Sunday, August 26, 2012

Meme's Day 1

Yo!

   So this morning I moved all my stuff out of Mason, Rachel, and Daniel's this morning at 8:00 before Mason's arrival! It took about ten minutes to load my car which makes me happy...it was really sad since this was the first home I have had since moving to Nashville. It felt like home so much the last few weeks. I loved living with Rachel and Daniel! They are awesome people and made my transition to Nashville so wonderful! I will miss them and our random adventures...good thing I still live around and will see them! Anyways...I want to document this time in my life...it's not big nor dramatic but it is a big adventure to live in the unknown for a month or so...I want to learn and be changed as a person in everything that happens in my life...and never would I imagine being 25 and living in such instability. I planned to be married with kids...not crashing at two guys apartment (but don't get me wrong I am extremely grateful for them and for the adventure of this week)...haha but life is not always what I have planned it to be...and what I am learning in this adventure is something some people never get to experience. It somehow is the most wonderful thing. A blessing that God is giving me that I have dreamed about...living in the unknown...it has been my life long dream...but now that it is happening I am realizing how hard it is...I am tired. I am emotionally and physically drained. I have been to Hell and back in the last few years of my life...and quiet frankly the last few months...but forgive me cause this is not my personal blog...so if you want to read more you should...but there...not here...anyway...yeah so day 1 has been so hard but good. What have I learned you ask???
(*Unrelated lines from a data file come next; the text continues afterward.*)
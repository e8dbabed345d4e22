//! Table gateway
//!
//! Maps records onto backend items in one table and back. Every field is
//! written on upsert; on read every attribute must be present and well
//! formed, otherwise the read fails with `MalformedAttribute`.

use async_trait::async_trait;
use kvstate_domain::constants::{
    ATTR_PERSISTENCE_ID, ATTR_SHARD_NUMBER, ATTR_STATE_MANIFEST, ATTR_STATE_PAYLOAD,
    ATTR_TIMESTAMP, ATTR_VERSION_NUMBER,
};
use kvstate_domain::error::{Error, Result};
use kvstate_domain::ports::{KeyValueBackend, StateGateway};
use kvstate_domain::value_objects::{AttributeValue, Item, Record};
use std::str::FromStr;
use std::sync::Arc;
use tracing::debug;

/// Record gateway over a single backend table
#[derive(Clone)]
pub struct TableGateway {
    table: String,
    backend: Arc<dyn KeyValueBackend>,
}

impl TableGateway {
    /// Create a gateway for `table` on `backend`
    pub fn new<S: Into<String>>(table: S, backend: Arc<dyn KeyValueBackend>) -> Self {
        Self {
            table: table.into(),
            backend,
        }
    }

    /// Table this gateway reads and writes
    pub fn table(&self) -> &str {
        &self.table
    }
}

/// Encode a record as a backend item
pub fn record_to_item(record: &Record) -> Item {
    let mut item = Item::new();
    item.insert(
        ATTR_PERSISTENCE_ID.to_string(),
        AttributeValue::S(record.persistence_id.clone()),
    );
    item.insert(
        ATTR_VERSION_NUMBER.to_string(),
        AttributeValue::number(record.version),
    );
    item.insert(
        ATTR_STATE_PAYLOAD.to_string(),
        AttributeValue::B(record.payload.clone()),
    );
    item.insert(
        ATTR_STATE_MANIFEST.to_string(),
        AttributeValue::S(record.type_tag.clone()),
    );
    item.insert(
        ATTR_TIMESTAMP.to_string(),
        AttributeValue::number(record.timestamp),
    );
    item.insert(
        ATTR_SHARD_NUMBER.to_string(),
        AttributeValue::number(record.shard),
    );
    item
}

/// Decode a backend item fetched under `persistence_id`
pub fn item_to_record(persistence_id: &str, item: &Item) -> Result<Record> {
    let stored_id = string_attr(persistence_id, item, ATTR_PERSISTENCE_ID)?;
    if stored_id != persistence_id {
        return Err(Error::malformed_attribute(
            persistence_id,
            ATTR_PERSISTENCE_ID,
            format!("item is keyed by '{persistence_id}' but names '{stored_id}'"),
        ));
    }

    Ok(Record {
        persistence_id: persistence_id.to_string(),
        version: number_attr(persistence_id, item, ATTR_VERSION_NUMBER)?,
        payload: binary_attr(persistence_id, item, ATTR_STATE_PAYLOAD)?.to_vec(),
        type_tag: string_attr(persistence_id, item, ATTR_STATE_MANIFEST)?.to_string(),
        timestamp: number_attr(persistence_id, item, ATTR_TIMESTAMP)?,
        shard: number_attr(persistence_id, item, ATTR_SHARD_NUMBER)?,
    })
}

fn attr<'a>(persistence_id: &str, item: &'a Item, name: &str) -> Result<&'a AttributeValue> {
    item.get(name)
        .ok_or_else(|| Error::malformed_attribute(persistence_id, name, "attribute is missing"))
}

fn wrong_kind(persistence_id: &str, name: &str, expected: &str, found: &AttributeValue) -> Error {
    Error::malformed_attribute(
        persistence_id,
        name,
        format!("expected {expected} attribute, found {}", found.kind()),
    )
}

fn string_attr<'a>(persistence_id: &str, item: &'a Item, name: &str) -> Result<&'a str> {
    let value = attr(persistence_id, item, name)?;
    value
        .as_s()
        .ok_or_else(|| wrong_kind(persistence_id, name, "S", value))
}

fn binary_attr<'a>(persistence_id: &str, item: &'a Item, name: &str) -> Result<&'a [u8]> {
    let value = attr(persistence_id, item, name)?;
    value
        .as_b()
        .ok_or_else(|| wrong_kind(persistence_id, name, "B", value))
}

fn number_attr<T>(persistence_id: &str, item: &Item, name: &str) -> Result<T>
where
    T: FromStr,
    T::Err: std::fmt::Display,
{
    let value = attr(persistence_id, item, name)?;
    let text = value
        .as_n()
        .ok_or_else(|| wrong_kind(persistence_id, name, "N", value))?;
    text.parse::<T>().map_err(|e| {
        Error::malformed_attribute(persistence_id, name, format!("invalid number '{text}': {e}"))
    })
}

#[async_trait]
impl StateGateway for TableGateway {
    async fn upsert(&self, record: &Record) -> Result<()> {
        let item = record_to_item(record);
        self.backend
            .put_item(&self.table, &record.persistence_id, item)
            .await?;
        debug!(
            table = %self.table,
            persistence_id = %record.persistence_id,
            version = record.version,
            "Upserted state record"
        );
        Ok(())
    }

    async fn get(&self, persistence_id: &str) -> Result<Option<Record>> {
        match self.backend.get_item(&self.table, persistence_id).await? {
            Some(item) => item_to_record(persistence_id, &item).map(Some),
            None => Ok(None),
        }
    }
}

impl std::fmt::Debug for TableGateway {
    fn fmt(&self, f: &mut std::fmt::Formatter<'_>) -> std::fmt::Result {
        f.debug_struct("TableGateway")
            .field("table", &self.table)
            .field("backend", &self.backend.provider_name())
            .finish()
    }
}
1) It sucks to not be able to sleep when you are tired cause you don't have the ability to just go home and crash when you want to. And it's embarrassing to sleep in your car/or outside in public.
-What I want to take away from this is extreme hospitality and compassion and understanding. Respecting those who through embarrassment probably feel less then worthy of respect or feel less of a human.

2) You will do so much more good things than if you had a place to go crash and waste away your day. Like sitting and talking to a friend (Ginger Waugh) for 5 hours...or going to house church...or meeting new people...ect.
-I want to take away from this just the mindset of not being wasteful and selfish with my time since it is such a short and precious thing.

3) You find yourself doing the most random things like going to a fashion styling party at Anthro...although I admit that I did not stay for that afterall...but still...
-I do not know what to take away from this...hahah

Anyway I am soo tired and now I find myself in my own room with a comfy bed...what a blessing. Till tomorrow! Goodnight!!!!